Dataset items:

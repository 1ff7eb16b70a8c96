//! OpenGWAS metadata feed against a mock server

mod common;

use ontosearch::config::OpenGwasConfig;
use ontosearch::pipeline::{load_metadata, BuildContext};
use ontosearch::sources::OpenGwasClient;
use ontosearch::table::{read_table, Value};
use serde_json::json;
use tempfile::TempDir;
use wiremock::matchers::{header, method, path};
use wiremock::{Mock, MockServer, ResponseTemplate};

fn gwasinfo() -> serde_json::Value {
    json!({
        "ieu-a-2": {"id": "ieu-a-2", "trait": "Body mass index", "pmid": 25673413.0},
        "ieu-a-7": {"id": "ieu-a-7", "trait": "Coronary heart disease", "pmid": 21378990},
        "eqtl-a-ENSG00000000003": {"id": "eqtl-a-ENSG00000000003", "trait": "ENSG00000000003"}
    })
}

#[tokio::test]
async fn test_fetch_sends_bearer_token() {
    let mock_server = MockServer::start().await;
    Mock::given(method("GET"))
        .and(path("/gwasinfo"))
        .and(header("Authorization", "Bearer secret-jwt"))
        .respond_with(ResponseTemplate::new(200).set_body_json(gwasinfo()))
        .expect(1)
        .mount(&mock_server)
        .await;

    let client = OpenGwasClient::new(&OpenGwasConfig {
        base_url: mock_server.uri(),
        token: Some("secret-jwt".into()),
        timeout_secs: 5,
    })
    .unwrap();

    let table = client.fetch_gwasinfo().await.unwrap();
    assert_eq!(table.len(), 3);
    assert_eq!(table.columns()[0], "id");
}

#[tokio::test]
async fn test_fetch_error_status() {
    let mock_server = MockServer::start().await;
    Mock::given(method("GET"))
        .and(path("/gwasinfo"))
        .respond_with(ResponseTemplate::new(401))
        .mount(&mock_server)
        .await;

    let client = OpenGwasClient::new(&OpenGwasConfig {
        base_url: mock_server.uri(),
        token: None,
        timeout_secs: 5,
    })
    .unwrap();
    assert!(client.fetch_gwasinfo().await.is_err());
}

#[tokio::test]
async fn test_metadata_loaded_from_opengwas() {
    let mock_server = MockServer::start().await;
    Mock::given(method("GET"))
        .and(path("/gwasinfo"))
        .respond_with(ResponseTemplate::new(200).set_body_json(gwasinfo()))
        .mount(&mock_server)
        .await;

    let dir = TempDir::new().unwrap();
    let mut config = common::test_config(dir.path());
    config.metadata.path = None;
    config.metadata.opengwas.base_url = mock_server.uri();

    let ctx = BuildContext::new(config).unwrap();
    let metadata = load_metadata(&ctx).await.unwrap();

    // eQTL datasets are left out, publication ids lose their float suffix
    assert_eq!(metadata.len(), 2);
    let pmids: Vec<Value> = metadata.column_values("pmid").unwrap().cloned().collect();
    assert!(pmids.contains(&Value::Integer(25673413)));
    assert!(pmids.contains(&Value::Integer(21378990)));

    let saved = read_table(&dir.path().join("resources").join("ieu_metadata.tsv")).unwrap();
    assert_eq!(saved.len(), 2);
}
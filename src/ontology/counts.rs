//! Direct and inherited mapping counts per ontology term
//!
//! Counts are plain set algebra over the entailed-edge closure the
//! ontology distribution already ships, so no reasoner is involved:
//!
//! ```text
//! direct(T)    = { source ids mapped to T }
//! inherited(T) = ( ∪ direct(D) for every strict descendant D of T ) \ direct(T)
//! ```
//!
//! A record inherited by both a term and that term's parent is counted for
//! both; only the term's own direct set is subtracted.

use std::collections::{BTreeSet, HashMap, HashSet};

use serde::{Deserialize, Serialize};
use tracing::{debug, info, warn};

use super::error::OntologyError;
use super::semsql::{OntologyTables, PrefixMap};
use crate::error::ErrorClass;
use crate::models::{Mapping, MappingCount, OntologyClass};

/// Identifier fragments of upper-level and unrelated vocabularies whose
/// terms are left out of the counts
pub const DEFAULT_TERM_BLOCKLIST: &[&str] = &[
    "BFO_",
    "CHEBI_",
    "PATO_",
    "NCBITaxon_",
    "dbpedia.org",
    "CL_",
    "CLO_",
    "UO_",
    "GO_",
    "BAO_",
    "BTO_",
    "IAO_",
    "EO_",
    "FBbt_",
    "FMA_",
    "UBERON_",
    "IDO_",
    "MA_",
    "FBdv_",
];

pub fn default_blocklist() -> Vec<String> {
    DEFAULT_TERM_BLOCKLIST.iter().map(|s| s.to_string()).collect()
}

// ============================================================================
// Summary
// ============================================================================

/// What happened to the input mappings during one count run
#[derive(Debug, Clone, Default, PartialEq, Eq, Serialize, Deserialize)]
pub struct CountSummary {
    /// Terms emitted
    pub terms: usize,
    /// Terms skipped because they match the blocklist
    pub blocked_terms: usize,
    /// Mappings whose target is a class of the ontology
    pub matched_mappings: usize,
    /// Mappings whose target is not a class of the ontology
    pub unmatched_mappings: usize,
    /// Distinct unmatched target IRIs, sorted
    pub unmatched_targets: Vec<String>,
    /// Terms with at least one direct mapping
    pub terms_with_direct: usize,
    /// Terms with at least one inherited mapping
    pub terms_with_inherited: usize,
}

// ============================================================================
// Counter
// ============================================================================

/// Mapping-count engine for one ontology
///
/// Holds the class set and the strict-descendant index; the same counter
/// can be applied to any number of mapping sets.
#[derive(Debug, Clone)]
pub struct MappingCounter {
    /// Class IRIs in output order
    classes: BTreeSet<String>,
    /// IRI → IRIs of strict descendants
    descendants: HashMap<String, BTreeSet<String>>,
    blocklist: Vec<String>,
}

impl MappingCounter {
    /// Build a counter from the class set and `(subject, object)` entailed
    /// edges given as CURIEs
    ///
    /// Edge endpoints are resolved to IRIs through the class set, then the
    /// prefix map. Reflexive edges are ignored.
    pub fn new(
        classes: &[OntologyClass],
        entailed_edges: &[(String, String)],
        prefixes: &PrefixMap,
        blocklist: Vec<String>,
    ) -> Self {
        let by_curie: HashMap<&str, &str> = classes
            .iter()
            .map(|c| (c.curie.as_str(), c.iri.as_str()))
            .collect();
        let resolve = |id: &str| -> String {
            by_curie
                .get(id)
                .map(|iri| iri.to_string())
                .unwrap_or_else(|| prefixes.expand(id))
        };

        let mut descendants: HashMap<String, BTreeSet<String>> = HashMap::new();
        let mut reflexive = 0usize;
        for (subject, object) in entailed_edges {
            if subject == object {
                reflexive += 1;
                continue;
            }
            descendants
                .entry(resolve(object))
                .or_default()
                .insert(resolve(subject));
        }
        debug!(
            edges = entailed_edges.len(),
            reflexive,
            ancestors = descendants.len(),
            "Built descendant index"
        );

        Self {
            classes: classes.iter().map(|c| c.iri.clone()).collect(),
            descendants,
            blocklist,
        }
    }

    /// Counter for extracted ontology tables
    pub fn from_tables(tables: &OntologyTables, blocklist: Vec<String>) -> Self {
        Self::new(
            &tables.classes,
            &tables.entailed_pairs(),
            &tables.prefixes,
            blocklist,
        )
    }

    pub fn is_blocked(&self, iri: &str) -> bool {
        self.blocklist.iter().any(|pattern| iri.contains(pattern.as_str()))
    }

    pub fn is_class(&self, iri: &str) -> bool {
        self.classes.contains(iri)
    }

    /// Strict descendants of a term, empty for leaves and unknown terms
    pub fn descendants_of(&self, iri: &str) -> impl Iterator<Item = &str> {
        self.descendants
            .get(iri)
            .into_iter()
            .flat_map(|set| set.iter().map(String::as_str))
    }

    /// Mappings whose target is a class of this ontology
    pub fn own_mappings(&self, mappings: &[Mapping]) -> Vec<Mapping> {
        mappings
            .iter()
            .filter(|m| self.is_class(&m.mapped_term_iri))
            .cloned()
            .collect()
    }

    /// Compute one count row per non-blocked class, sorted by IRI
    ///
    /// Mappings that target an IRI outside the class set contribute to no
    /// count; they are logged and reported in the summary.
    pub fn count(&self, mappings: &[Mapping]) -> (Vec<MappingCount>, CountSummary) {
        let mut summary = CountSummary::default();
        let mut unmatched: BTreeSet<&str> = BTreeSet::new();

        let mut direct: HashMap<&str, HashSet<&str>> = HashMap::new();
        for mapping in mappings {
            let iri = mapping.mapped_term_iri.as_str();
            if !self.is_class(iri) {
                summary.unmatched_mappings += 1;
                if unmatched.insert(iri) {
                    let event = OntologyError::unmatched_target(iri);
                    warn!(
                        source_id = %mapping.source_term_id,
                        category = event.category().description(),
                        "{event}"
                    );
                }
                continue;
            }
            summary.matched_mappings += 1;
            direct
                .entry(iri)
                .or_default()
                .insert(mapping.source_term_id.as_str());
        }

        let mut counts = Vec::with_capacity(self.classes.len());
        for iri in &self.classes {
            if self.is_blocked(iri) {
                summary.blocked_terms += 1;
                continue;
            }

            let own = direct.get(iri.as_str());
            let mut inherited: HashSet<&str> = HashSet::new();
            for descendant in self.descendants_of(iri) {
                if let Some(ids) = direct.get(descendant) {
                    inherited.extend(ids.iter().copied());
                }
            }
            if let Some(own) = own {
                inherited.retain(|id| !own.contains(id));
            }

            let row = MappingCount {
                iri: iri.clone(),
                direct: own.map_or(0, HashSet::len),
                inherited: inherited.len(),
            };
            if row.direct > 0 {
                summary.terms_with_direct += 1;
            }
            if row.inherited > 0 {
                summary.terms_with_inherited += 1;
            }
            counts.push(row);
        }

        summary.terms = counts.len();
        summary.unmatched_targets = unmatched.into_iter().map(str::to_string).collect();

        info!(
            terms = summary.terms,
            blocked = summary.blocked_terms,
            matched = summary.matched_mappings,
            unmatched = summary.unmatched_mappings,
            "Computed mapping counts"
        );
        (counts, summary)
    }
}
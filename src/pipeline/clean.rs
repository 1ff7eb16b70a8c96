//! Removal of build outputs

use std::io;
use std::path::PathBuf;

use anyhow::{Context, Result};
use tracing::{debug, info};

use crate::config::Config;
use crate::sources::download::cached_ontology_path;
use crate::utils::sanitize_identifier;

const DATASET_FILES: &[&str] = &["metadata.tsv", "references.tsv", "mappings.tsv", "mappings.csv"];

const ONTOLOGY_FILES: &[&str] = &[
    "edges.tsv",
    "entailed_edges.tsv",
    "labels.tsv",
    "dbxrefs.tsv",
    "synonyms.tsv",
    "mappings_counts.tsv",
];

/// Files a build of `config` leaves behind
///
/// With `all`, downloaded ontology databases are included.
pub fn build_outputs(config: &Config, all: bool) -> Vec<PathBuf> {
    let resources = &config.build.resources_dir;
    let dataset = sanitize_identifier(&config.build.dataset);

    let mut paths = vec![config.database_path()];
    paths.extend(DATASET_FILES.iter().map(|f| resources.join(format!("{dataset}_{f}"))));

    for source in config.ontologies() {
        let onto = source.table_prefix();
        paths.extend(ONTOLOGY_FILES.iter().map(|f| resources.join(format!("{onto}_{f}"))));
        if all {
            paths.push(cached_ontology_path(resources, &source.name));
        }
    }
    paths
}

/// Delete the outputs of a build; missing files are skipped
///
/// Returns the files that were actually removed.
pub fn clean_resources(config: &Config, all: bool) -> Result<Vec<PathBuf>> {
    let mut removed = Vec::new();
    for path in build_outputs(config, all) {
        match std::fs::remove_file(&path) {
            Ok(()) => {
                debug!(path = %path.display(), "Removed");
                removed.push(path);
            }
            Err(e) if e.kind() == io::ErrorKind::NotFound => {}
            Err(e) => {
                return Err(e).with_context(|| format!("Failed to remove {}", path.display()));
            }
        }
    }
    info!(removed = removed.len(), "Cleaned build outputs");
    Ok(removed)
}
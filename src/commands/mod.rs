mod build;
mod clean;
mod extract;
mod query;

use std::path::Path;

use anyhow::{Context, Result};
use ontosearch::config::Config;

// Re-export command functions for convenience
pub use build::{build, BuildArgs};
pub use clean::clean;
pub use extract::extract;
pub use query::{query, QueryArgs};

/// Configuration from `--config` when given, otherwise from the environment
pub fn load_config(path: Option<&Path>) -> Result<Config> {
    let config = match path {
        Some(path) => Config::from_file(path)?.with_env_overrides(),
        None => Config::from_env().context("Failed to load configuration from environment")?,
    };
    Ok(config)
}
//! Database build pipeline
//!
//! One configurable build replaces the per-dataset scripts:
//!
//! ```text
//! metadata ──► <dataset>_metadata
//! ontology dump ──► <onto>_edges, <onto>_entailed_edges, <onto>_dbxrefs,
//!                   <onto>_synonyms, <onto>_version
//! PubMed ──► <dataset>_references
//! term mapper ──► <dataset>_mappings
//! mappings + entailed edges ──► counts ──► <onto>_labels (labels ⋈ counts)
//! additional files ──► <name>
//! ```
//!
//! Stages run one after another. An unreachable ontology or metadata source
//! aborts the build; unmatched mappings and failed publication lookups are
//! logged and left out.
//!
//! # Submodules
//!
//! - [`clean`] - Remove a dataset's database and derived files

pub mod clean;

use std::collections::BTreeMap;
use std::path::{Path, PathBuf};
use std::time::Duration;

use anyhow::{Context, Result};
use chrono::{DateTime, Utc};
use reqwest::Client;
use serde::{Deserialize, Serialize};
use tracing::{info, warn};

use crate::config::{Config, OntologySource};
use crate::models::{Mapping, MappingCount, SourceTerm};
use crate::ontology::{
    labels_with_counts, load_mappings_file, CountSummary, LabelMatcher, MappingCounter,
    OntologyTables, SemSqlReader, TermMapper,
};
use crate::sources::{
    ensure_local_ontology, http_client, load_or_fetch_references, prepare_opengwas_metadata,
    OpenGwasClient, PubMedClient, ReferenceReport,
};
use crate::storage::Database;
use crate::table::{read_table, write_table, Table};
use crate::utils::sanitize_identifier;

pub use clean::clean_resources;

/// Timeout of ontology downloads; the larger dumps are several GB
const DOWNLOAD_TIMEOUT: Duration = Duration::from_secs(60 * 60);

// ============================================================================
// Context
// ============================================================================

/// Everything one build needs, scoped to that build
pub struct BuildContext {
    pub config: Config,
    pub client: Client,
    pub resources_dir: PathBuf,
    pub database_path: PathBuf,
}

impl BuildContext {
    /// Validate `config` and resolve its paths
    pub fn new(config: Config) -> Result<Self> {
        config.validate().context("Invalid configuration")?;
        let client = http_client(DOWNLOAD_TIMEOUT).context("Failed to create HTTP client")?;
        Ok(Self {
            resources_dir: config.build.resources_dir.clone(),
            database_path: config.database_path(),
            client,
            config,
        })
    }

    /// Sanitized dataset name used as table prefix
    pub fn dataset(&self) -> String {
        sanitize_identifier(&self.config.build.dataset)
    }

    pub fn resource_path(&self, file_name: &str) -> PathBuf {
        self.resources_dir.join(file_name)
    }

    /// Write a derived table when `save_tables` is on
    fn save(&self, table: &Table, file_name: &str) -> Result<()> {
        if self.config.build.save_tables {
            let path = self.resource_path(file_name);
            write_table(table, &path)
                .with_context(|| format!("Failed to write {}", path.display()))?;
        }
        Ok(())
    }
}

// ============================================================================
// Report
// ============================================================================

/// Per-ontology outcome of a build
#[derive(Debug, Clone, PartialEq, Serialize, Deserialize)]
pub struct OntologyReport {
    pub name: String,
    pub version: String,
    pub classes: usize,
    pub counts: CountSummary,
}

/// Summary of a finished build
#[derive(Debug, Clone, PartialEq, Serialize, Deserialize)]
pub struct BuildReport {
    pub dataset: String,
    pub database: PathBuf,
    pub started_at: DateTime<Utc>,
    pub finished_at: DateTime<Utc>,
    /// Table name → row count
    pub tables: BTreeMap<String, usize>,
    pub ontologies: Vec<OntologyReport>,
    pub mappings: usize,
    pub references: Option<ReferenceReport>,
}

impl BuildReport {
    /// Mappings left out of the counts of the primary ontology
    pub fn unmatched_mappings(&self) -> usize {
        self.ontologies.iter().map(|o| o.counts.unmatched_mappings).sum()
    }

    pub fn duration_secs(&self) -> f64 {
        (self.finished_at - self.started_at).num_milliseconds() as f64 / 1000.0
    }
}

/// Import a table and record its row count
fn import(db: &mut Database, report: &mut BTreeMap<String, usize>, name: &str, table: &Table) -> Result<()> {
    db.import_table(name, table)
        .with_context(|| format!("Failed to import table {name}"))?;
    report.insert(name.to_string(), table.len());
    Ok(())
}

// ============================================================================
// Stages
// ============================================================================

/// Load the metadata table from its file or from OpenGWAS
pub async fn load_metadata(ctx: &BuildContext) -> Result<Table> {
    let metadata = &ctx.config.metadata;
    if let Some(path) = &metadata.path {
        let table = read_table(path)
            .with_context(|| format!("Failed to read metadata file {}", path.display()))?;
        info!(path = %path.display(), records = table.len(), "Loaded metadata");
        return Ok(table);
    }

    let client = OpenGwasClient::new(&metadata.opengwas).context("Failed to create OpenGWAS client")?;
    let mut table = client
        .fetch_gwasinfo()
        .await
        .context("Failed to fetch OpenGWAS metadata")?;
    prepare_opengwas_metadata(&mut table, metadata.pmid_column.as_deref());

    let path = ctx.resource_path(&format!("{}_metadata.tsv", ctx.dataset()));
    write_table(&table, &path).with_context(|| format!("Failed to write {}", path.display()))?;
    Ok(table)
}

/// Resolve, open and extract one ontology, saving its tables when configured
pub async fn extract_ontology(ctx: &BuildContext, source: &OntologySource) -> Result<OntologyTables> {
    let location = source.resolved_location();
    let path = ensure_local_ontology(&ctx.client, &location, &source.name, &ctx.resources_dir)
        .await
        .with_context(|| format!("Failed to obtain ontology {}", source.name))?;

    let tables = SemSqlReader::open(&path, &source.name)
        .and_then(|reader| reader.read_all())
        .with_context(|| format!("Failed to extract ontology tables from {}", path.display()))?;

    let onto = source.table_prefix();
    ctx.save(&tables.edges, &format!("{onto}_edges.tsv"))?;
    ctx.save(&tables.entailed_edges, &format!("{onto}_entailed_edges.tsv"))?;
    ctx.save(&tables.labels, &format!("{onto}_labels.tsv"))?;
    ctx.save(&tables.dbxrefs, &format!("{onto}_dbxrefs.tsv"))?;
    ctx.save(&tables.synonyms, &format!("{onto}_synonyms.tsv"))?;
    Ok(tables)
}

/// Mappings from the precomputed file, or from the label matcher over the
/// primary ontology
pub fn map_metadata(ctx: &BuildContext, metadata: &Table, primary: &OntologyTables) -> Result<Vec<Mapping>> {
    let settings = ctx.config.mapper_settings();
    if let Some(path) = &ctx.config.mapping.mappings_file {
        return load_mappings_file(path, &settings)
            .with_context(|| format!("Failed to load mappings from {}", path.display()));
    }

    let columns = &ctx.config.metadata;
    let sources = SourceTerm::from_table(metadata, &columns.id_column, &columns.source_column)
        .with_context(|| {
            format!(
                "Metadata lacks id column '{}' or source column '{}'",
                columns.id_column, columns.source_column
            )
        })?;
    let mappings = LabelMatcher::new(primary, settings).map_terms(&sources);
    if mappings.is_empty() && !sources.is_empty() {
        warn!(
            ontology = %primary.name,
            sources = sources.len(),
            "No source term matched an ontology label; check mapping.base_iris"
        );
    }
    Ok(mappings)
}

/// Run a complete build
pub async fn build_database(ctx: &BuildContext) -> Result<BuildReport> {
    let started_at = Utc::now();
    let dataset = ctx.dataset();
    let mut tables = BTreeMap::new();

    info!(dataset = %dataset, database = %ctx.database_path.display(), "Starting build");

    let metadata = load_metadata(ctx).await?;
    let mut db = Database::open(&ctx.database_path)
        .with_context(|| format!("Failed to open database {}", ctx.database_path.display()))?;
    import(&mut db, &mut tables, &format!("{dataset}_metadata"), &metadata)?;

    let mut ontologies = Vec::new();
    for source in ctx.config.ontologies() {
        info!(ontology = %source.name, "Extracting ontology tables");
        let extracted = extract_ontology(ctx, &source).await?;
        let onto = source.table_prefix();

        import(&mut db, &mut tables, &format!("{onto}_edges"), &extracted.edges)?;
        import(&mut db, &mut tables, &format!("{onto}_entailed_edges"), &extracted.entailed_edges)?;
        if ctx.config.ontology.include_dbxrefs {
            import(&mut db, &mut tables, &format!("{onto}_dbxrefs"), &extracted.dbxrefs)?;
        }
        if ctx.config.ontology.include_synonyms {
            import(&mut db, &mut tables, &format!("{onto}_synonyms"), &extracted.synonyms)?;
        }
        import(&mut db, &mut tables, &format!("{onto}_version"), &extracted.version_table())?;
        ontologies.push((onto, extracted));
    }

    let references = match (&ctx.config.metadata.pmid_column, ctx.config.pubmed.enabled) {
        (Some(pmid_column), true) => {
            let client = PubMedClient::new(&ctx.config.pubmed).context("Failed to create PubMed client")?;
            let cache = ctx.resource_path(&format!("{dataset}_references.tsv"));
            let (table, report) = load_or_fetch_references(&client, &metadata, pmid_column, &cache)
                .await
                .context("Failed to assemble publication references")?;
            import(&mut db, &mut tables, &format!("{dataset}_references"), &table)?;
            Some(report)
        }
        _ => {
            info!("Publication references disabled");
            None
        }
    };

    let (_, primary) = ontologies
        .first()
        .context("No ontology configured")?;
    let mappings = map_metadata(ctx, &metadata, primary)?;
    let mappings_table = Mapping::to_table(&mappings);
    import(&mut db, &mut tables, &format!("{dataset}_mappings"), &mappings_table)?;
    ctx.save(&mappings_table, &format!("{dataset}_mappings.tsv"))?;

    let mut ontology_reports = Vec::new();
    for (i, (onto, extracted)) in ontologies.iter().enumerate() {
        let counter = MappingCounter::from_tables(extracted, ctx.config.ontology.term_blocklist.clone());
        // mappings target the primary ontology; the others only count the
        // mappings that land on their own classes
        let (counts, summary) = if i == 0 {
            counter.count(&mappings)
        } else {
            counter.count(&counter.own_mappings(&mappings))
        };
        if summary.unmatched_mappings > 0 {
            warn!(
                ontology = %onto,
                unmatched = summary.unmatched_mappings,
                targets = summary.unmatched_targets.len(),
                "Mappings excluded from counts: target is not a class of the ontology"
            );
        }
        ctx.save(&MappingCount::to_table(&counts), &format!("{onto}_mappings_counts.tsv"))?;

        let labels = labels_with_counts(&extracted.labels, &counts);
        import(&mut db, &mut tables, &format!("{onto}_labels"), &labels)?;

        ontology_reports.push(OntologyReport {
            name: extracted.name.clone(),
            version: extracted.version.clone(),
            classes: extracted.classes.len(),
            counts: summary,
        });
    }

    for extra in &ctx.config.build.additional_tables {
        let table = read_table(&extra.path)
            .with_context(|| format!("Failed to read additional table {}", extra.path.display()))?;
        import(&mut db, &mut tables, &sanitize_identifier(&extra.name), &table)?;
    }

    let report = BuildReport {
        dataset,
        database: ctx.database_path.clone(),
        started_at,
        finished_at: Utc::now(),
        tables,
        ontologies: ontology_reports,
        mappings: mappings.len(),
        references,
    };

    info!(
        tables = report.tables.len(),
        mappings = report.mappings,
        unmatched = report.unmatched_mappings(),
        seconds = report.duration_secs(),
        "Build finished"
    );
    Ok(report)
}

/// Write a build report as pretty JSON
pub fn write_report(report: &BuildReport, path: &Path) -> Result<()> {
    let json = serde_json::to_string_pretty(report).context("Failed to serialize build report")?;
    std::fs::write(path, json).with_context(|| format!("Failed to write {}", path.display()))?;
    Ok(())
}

- Problem details: Search the entries for the word "least" and copy every line that has it.

- Task solution:
    /// Terms with at least one direct mapping
    /// Terms with at least one inherited mapping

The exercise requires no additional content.